Пока выбирались из села, учитель молчал, но потом он говорил без умолку всю дорогу.

— Без крестьянского люда у нас никогда ничего не происходило, — говорил ои, силыю припадая на левую ногу (он был ранен во время войны) и встряхивая своими густыми курчавыми волосами. — Я, коллега, дитя села, и вы, конечно, можете сказать: всяк кулик свое болото хвалит. Дело ваше. Городским я не верю. Мы, крестьяне, вынесли на своих плечах всю тяжесть войны, а девятого июня вы даже пальцем не шевельнули, чтоб помочь нам. Но когда нож занесли и над вами — вы вспомнили про нас…

— Никто этого не отрицает, — пробормотал Кондарев, утомленный словоизлияниями учителя.

— Сколько горожан у Ванчовского? Только тот, анархист, да и он, как я слышал, помешался — Вот видите!

— Послушайте, Нишков, вы ведь земледелец, верно?

— Э-э, нет! Я скорее анархо-коммунист, хотя и это не совсем верно. А-а, какое значение имеет теория? Важно — где и с кем ты. Измените условия, и тогда все образуется само собою! — Учитель усиленно жестикулировал и гулко стучал по сухой земле хромой ногой.

— По-вашему, как только мы одолеем живоглотов, жизнь сама найдет себе новую дорогу, так?

— А разве нет?

— Есть такое анархистское учение — синдикализм. Вы его исповедуете, несознательно, — сказал Кондарев.

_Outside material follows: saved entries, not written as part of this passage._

use crate::time_series::WpmSample;

/// X (seconds) and Y (wpm) upper bounds for the results chart.
pub fn compute_chart_params(history: &[WpmSample], total_time: f64) -> (f64, f64) {
    let highest_wpm = history.iter().map(|s| s.wpm).max().unwrap_or(0) as f64;

    let overall_duration = match history.last() {
        Some(sample) => sample.time,
        None => total_time,
    };

    (overall_duration.max(1.0), highest_wpm.max(1.0))
}

pub fn chart_points(history: &[WpmSample]) -> Vec<(f64, f64)> {
    history.iter().copied().map(Into::into).collect()
}

/// Format a simple numeric label consistently
pub fn format_label(val: f64) -> String {
    if (val - val.round()).abs() < f64::EPSILON {
        format!("{}", val.round())
    } else {
        format!("{val:.2}")
    }
}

— Каждый философ, даже гений, изрекает одну-единственную истину, а все остальное чепуха, и я на эту чепуху не обращаю внимания. Я — за прак-тику… Ну, коллега, кем вы станете при новой крестьянско-рабочей власти?

Кондарев рассмеялся.

— Я не задавался таким вопросом. Хорошо, что подсказали мне. А вы?

— Лично я? Я и к новому обществу, когда оно образуется, буду в оппозиции.

— Почему? Оно вам не понравится?

— Нет, не поэтому… Впрочем, кто знает, может, и не понравится… К чему кривить душой, это мое глубокое убеждение, коллега: я не способен ни на что другое, кроме как на оппозицию. Таково мое предназначение на белом свете. Оппозиция ко всему. Вы спросите: почему? Потому что нас ни во что не ставили пять веков, понимаете? Это все равно что помешать нормальному развитию способного ребенка и вырастить его в чуждой, неблагоприятной для него среде-. Нечто подобное произошло и с нами… Куда бы ни потянулся — все росточку не хватает, все короток оказываешься и с чужой наставкой никак не срастешься. А коли не можешь срастись с чужой наставкой, не изменяя собственной природы, — отметаешь ее и начинаешь ненавидеть. Я всегда был контра, как себя помню, и всю жизнь буду таким, хоть ты тресни… А еще я контра потому, что, возможно, я невежда… И в этом нет ничего странного…

— Бели вы это сознаете, значит, это не совсем так.

— Какое это имеет значение — сознаешь или не сознаешь? Все едино. Какая от того польза, если иначе не можешь?.. На фронт мы пошли детьми, там вроде повзрослели, и надо же — теперь вот снова как дети…

— Вы офицер запаса?

— Подпоручик-скороспелка, как и вы.

— А дело разве вас не увлекает? Ведь вы председатель революционного комитета трех сел.

— Да, горжусь даже… Но спросите моих братьев, моего отца. Они меня в тюрьму засадят, и глазом не моргнув.